Why is a stochastic integral w.r.t a martingale always a local martingale?

Question

In my course on stochastic calculus, the professor mentioned that stochastic integral w.r.t a martingale always a local martingale? How can I rigorously show this? I know that when integrating wrt to Brownian Motion, we need the integrand to be in $\Lambda^2_{loc}$ for it to be a local martingale but I cannot show why the above statement follows from what I know. Can someone help me here? Thanks

Answer 1

Given any $a>0$ any local martingale can be decomposed into a local martingale which is of finite variation and a local martingale (starting at zero) with jumps bounded by $a$.

A local martingale $M$ whose jumps are bounded and with $M_0 \in L^2$ belongs to $H^2_{loc}$.

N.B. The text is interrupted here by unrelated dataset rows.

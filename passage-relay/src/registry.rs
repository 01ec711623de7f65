//! Bridge registry.
//!
//! Concurrent map from bridge id to the authoritative bridge entry.
//! Registration is last-writer-wins: installing an entry under a taken
//! id displaces the previous one, which the caller then tears down as
//! kicked. Removal is conditional on instance identity so a read loop
//! unwinding late never removes its successor.

use dashmap::DashMap;
use std::sync::Arc;

use crate::ws::bridge::BridgeEntry;

/// Registry of connected bridges.
#[derive(Debug, Default)]
pub struct BridgeRegistry {
    bridges: DashMap<String, Arc<BridgeEntry>>,
}

impl BridgeRegistry {
    /// Creates an empty registry.
    #[must_use]
    pub fn new() -> Self {
        Self {
            bridges: DashMap::new(),
        }
    }

    /// Installs `entry` under `bridge_id`, returning any displaced entry.
    pub fn replace(&self, bridge_id: &str, entry: Arc<BridgeEntry>) -> Option<Arc<BridgeEntry>> {
        self.bridges.insert(bridge_id.to_string(), entry)
    }

    /// Returns the current entry for `bridge_id`, if any.
    #[must_use]
    pub fn load(&self, bridge_id: &str) -> Option<Arc<BridgeEntry>> {
        self.bridges.get(bridge_id).map(|e| Arc::clone(e.value()))
    }

    /// Removes the mapping only if it still points at `entry`.
    pub fn remove_if_same(&self, bridge_id: &str, entry: &Arc<BridgeEntry>) {
        self.bridges
            .remove_if(bridge_id, |_, current| Arc::ptr_eq(current, entry));
    }

    /// Returns the number of connected bridges.
    #[must_use]
    pub fn len(&self) -> usize {
        self.bridges.len()
    }

    /// Returns true when no bridge is connected.
    #[must_use]
    pub fn is_empty(&self) -> bool {
        self.bridges.is_empty()
    }
}

#[cfg(test)]
mod tests {
    use super::*;

    #[test]
    fn test_replace_returns_displaced_entry() {
        let registry = BridgeRegistry::new();
        let first = Arc::new(BridgeEntry::detached());
        let second = Arc::new(BridgeEntry::detached());

        assert!(registry.replace("b", first.clone()).is_none());
        let displaced = registry.replace("b", second.clone()).unwrap();
        assert!(Arc::ptr_eq(&displaced, &first));
        assert_eq!(registry.len(), 1);
    }

    #[test]
    fn test_load_returns_current_instance() {
        let registry = BridgeRegistry::new();
        let entry = Arc::new(BridgeEntry::detached());
        registry.replace("b", entry.clone());

        let loaded = registry.load("b").unwrap();
        assert!(Arc::ptr_eq(&loaded, &entry));
        assert!(registry.load("missing").is_none());
    }

    #[test]
    fn test_remove_if_same_skips_successor() {
        let registry = BridgeRegistry::new();
        let first = Arc::new(BridgeEntry::detached());
        let second = Arc::new(BridgeEntry::detached());
        registry.replace("b", first.clone());
        registry.replace("b", second.clone());

        // The displaced entry's cleanup must not remove its successor.
        registry.remove_if_same("b", &first);
        assert!(Arc::ptr_eq(&registry.load("b").unwrap(), &second));

        registry.remove_if_same("b", &second);
        assert!(registry.load("b").is_none());
        assert!(registry.is_empty());
    }
}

For the part $M$ with finite variation you can use the fact that if $H$ is a locally bounded predictable process, then the compensator $(H \cdot M)^p$ of the process $H \cdot M$ is $H \cdot M^p$ (and $M^p$- i.e the compensator of $M$ is obviously zero).

Answer 2

you can find the proof of the result in Jacod & Shirjaev (Lemma 4.24 of chapter 1); $H^2_{loc}$ denotes the set of all locally square integrable martingales.